The authors conducted an analysis in which they compared various measures associated with lymph node dissection and identified threshold values associated with disease-specific survival outcomes in patients with melanoma. Patients with lymph node-positive melanoma who underwent therapeutic lymph node dissection of the neck, axilla, and inguinal region were identified from the National Cancer Institute’s Surveillance Epidemiology and End Results (SEER) database from 1998 to 2005. The authors performed Cox multivariate analyses to determine the impact on disease-specific survival (DSS) of the total number of lymph nodes removed, number of negative lymph nodes removed, and lymph node ratio.

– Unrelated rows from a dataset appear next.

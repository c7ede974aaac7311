//! Error types for search operations

use crate::engine::EngineError;

/// Result type for search operations
pub type SearchResult<T> = std::result::Result<T, SearchError>;

/// Errors that can occur while configuring, populating or querying an index
#[derive(Debug, thiserror::Error)]
pub enum SearchError {
    /// Invalid or conflicting search configuration, detected at setup
    #[error("Configuration error: {0}")]
    Configuration(String),

    /// The search engine could not be reached
    #[error("Search engine unavailable: {0}")]
    EngineUnavailable(String),

    /// The search engine rejected a request
    #[error("Search engine rejected request ({status} {kind}): {reason}")]
    Engine {
        status: u16,
        kind: String,
        reason: String,
    },

    /// A record could not be converted into a search document
    #[error("Mapping error for record {id}: {reason}")]
    Mapping { id: String, reason: String },

    /// A hit references a record that no longer exists in the backing store
    #[error("Record {id} (kind {kind}) referenced by the index was not found")]
    PartialResult { id: String, kind: String },

    /// The record source failed while streaming records
    #[error("Record source error: {0}")]
    RecordSource(String),

    /// Search options that cannot be satisfied for this record class
    #[error("Invalid search options: {0}")]
    InvalidOptions(String),

    /// Serialization error
    #[error("Serialization error: {0}")]
    Serialization(String),

    /// A search request failed; carries the term and options to reproduce it
    #[error("Search for {term:?} failed (options: {options}): {source}")]
    Search {
        term: String,
        options: String,
        #[source]
        source: Box<SearchError>,
    },
}

impl SearchError {
    pub fn mapping(id: impl Into<String>, reason: impl Into<String>) -> Self {
        SearchError::Mapping {
            id: id.into(),
            reason: reason.into(),
        }
    }

    /// True when the engine (directly or behind a search context) was unreachable
    pub fn is_unavailable(&self) -> bool {
        match self {
            SearchError::EngineUnavailable(_) => true,
            SearchError::Search { source, .. } => source.is_unavailable(),
            _ => false,
        }
    }

    /// Stable error code string
    pub fn error_code(&self) -> &str {
        match self {
            SearchError::Configuration(_) => "CONFIGURATION_ERROR",
            SearchError::EngineUnavailable(_) => "ENGINE_UNAVAILABLE",
            SearchError::Engine { .. } => "ENGINE_ERROR",
            SearchError::Mapping { .. } => "MAPPING_ERROR",
            SearchError::PartialResult { .. } => "PARTIAL_RESULT",
            SearchError::RecordSource(_) => "RECORD_SOURCE_ERROR",
            SearchError::InvalidOptions(_) => "INVALID_OPTIONS",
            SearchError::Serialization(_) => "SERIALIZATION_ERROR",
            SearchError::Search { source, .. } => source.error_code(),
        }
    }
}

impl From<EngineError> for SearchError {
    fn from(err: EngineError) -> Self {
        match err {
            EngineError::Unavailable(msg) => SearchError::EngineUnavailable(msg),
            EngineError::Rejected {
                status,
                kind,
                reason,
            } => SearchError::Engine {
                status,
                kind,
                reason,
            },
            EngineError::Decode(msg) => SearchError::Serialization(msg),
        }
    }
}

impl From<serde_json::Error> for SearchError {
    fn from(err: serde_json::Error) -> Self {
        SearchError::Serialization(err.to_string())
    }
}

impl From<config::ConfigError> for SearchError {
    fn from(err: config::ConfigError) -> Self {
        SearchError::Configuration(err.to_string())
    }
}
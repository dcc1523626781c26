use async_trait::async_trait;
use aws_sdk_s3::primitives::ByteStream;
use thiserror::Error;

const RECORD_CONTENT_TYPE: &str = "application/json";

#[derive(Debug, Error)]
pub enum StoreError {
    #[error("failed to encode result record: {0}")]
    Encode(#[from] serde_json::Error),
    #[error("failed to write object '{key}': {message}")]
    Write { key: String, message: String },
}

#[async_trait]
pub trait ObjectStore: Send + Sync {
    async fn put_object(&self, key: &str, body: Vec<u8>) -> Result<(), StoreError>;
}

pub struct S3ObjectStore {
    bucket: String,
    s3_client: aws_sdk_s3::Client,
}

impl S3ObjectStore {
    pub fn new(s3_client: aws_sdk_s3::Client, bucket: impl Into<String>) -> Self {
        Self {
            bucket: bucket.into(),
            s3_client,
        }
    }
}

#[async_trait]
impl ObjectStore for S3ObjectStore {
    async fn put_object(&self, key: &str, body: Vec<u8>) -> Result<(), StoreError> {
        self.s3_client
            .put_object()
            .bucket(&self.bucket)
            .key(key)
            .content_type(RECORD_CONTENT_TYPE)
            .body(ByteStream::from(body))
            .send()
            .await
            .map(|_| ())
            .map_err(|error| StoreError::Write {
                key: key.to_string(),
                message: aws_sdk_s3::error::DisplayErrorContext(&error).to_string(),
            })
    }
}
use std::fs;
use std::io::Write;
use std::path::Path;
use std::process::{exit, Command, ExitStatus};

use clap::{Parser, Subcommand, ValueEnum};
use zip::write::FileOptions;
use zip::{CompressionMethod, ZipWriter};

const WORKER_PACKAGE: &str = "fanout_lambda";
const WORKER_BINARY: &str = "fanout_worker";

// ── CLI definition ─────────────────────────────────────────────────

#[derive(Parser)]
#[command(
    name = "xtask",
    about = "Task runner for the fan-out worker workspace",
    long_about = "A unified CLI for CI checks and Lambda packaging in the\n\
                  recursive fan-out worker workspace."
)]
struct Cli {
    #[command(subcommand)]
    command: Commands,
}

#[derive(Subcommand)]
enum Commands {
    /// Run CI checks (fmt, clippy, tests)
    Ci {
        /// Job to run
        #[arg(value_enum, default_value_t = CiJob::Check)]
        job: CiJob,
    },
    /// Build the worker binary and package it as a Lambda `bootstrap` zip
    Package {
        /// Compilation target triple for the Lambda binary
        #[arg(long, env = "FANOUT_LAMBDA_TARGET", default_value = "x86_64-unknown-linux-gnu")]
        target: String,
        /// Build profile used for the binary
        #[arg(value_enum, long, default_value_t = BuildProfile::Release)]
        profile: BuildProfile,
        /// Directory that receives `fanout_worker.zip`
        #[arg(long, default_value = "dist")]
        out_dir: String,
    },
}

#[derive(Clone, ValueEnum)]
enum CiJob {
    /// Formatting and clippy
    Lint,
    /// Unit and integration tests
    Test,
    /// Lint + test
    Check,
}

#[derive(Clone, Copy, ValueEnum)]
enum BuildProfile {
    Debug,
    Release,
}

impl BuildProfile {
    fn dir_name(self) -> &'static str {
        match self {
            Self::Debug => "debug",
            Self::Release => "release",
        }
    }

    fn as_cargo_flag(self) -> Option<&'static str> {
        match self {
            Self::Debug => None,
            Self::Release => Some("--release"),
        }
    }
}

// ── helpers ────────────────────────────────────────────────────────

fn step(label: &str) {
    eprintln!("\n=== {label} ===");
}

fn cargo(args: &[&str]) -> ExitStatus {
    eprintln!("+ cargo {}", args.join(" "));
    Command::new("cargo")
        .args(args)
        .status()
        .expect("failed to execute cargo")
}

fn run_cargo(args: &[&str]) {
    let status = cargo(args);
    if !status.success() {
        exit(status.code().unwrap_or(1));
    }
}

fn package_worker(target: &str, profile: BuildProfile, out_dir: &str) {
    ensure_rust_target_installed(target);

    step("Build fan-out worker binary");

    let mut cargo_args = vec![
        "build",
        "-p",
        WORKER_PACKAGE,
        "--target",
        target,
        "--bin",
        WORKER_BINARY,
    ];
    if let Some(flag) = profile.as_cargo_flag() {
        cargo_args.push(flag);
    }
    run_cargo(&cargo_args);

    step("Package lambda zip artifact");
    let target_dir = Path::new("target").join(target).join(profile.dir_name());
    let dist_dir = Path::new(out_dir);
    fs::create_dir_all(dist_dir).expect("failed to create lambda dist directory");

    let zip_path = dist_dir.join(format!("{WORKER_BINARY}.zip"));
    package_lambda_zip(
        &target_dir.join(binary_name(WORKER_BINARY, target)),
        &zip_path,
    );

    eprintln!("\nPackaged artifact:\n- {}", zip_path.display());
}

/// Fails early with an actionable message instead of a long cargo error.
fn ensure_rust_target_installed(target: &str) {
    let Ok(output) = Command::new("rustup")
        .args(["target", "list", "--installed"])
        .output()
    else {
        eprintln!("warning: rustup unavailable; skipping target preflight for `{target}`");
        return;
    };

    let installed = String::from_utf8_lossy(&output.stdout);
    if output.status.success() && !installed.lines().any(|line| line.trim() == target) {
        eprintln!(
            "rust target `{target}` is not installed; run `rustup target add {target}` and retry `cargo run -p xtask -- package`"
        );
        exit(1);
    }
}

fn binary_name(bin_name: &str, target: &str) -> String {
    if target.contains("windows") {
        format!("{bin_name}.exe")
    } else {
        bin_name.to_string()
    }
}

/// Lambda custom runtimes expect a single executable named `bootstrap`.
fn package_lambda_zip(binary_path: &Path, zip_path: &Path) {
    let binary = fs::read(binary_path).unwrap_or_else(|error| {
        eprintln!("cannot read worker binary '{}': {error}", binary_path.display());
        exit(1);
    });

    let file = fs::File::create(zip_path).expect("failed to create lambda zip");
    let mut zip = ZipWriter::new(file);
    let options = FileOptions::default()
        .compression_method(CompressionMethod::Deflated)
        .unix_permissions(0o755);
    zip.start_file("bootstrap", options)
        .expect("failed to start bootstrap entry in lambda zip");
    zip.write_all(&binary)
        .expect("failed to write bootstrap entry");
    zip.finish().expect("failed to finish lambda zip");
}

// ── CI jobs ────────────────────────────────────────────────────────

fn ci_lint() {
    step("Check formatting");
    run_cargo(&["fmt", "--all", "--", "--check"]);

    step("Clippy");
    run_cargo(&[
        "clippy",
        "--all-targets",
        "--all-features",
        "--",
        "-D",
        "warnings",
    ]);
}

fn ci_test() {
    step("Test fanout_core");
    run_cargo(&["test", "-p", "fanout_core"]);

    step("Test fanout_lambda");
    run_cargo(&["test", "-p", WORKER_PACKAGE]);
}

// ── main ───────────────────────────────────────────────────────────

fn main() {
    let cli = Cli::parse();

    match cli.command {
        Commands::Ci { job } => {
            match job {
                CiJob::Lint => ci_lint(),
                CiJob::Test => ci_test(),
                CiJob::Check => {
                    ci_lint();
                    ci_test();
                }
            }
            eprintln!("\nCI job passed.");
        }
        Commands::Package {
            target,
            profile,
            out_dir,
        } => {
            package_worker(&target, profile, &out_dir);
        }
    }
}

Multivariate cutpoint analyses were conducted for each anatomic region to identify the threshold values associated with the greatest improvement in DSS. The authors found that lymph node ratio was significantly associated with DSS for all node regions. The ratio thresholds resulting in the greatest difference in five-year DSS were 0.07, 0.13, and 0.18 for neck, axillary, and inguinal regions, respectively, corre-sponding to 15, 8, and 6 lymph nodes removed per positive lymph node. After adjusting for other clinicopathologic factors, the hazard ratios were 0.53 (95 percent confidence interval [CI], 0.40–0.71) in the neck, 0.52 (95 percent CI, 0.42–0.65) in the axillary, and 0.47 (95 percent CI, 0.36–0.61) in the inguinal regions for patients who met the lymph node ratio threshold. The authors concluded that of the prognostic factors exam-ined, lymph node ratio was the best indicator of the extent of node dissection, regardless of anatomic nodal region. These data provide evidencebased guidelines for defining adequate lymph node dissections in melanoma patients.
Xing Y, Badgwell BD, Ross MI, et al. Lymph node ratio predicts disease-specific survival in melanoma patients. Cancer. 2009;115(11):2505–2513.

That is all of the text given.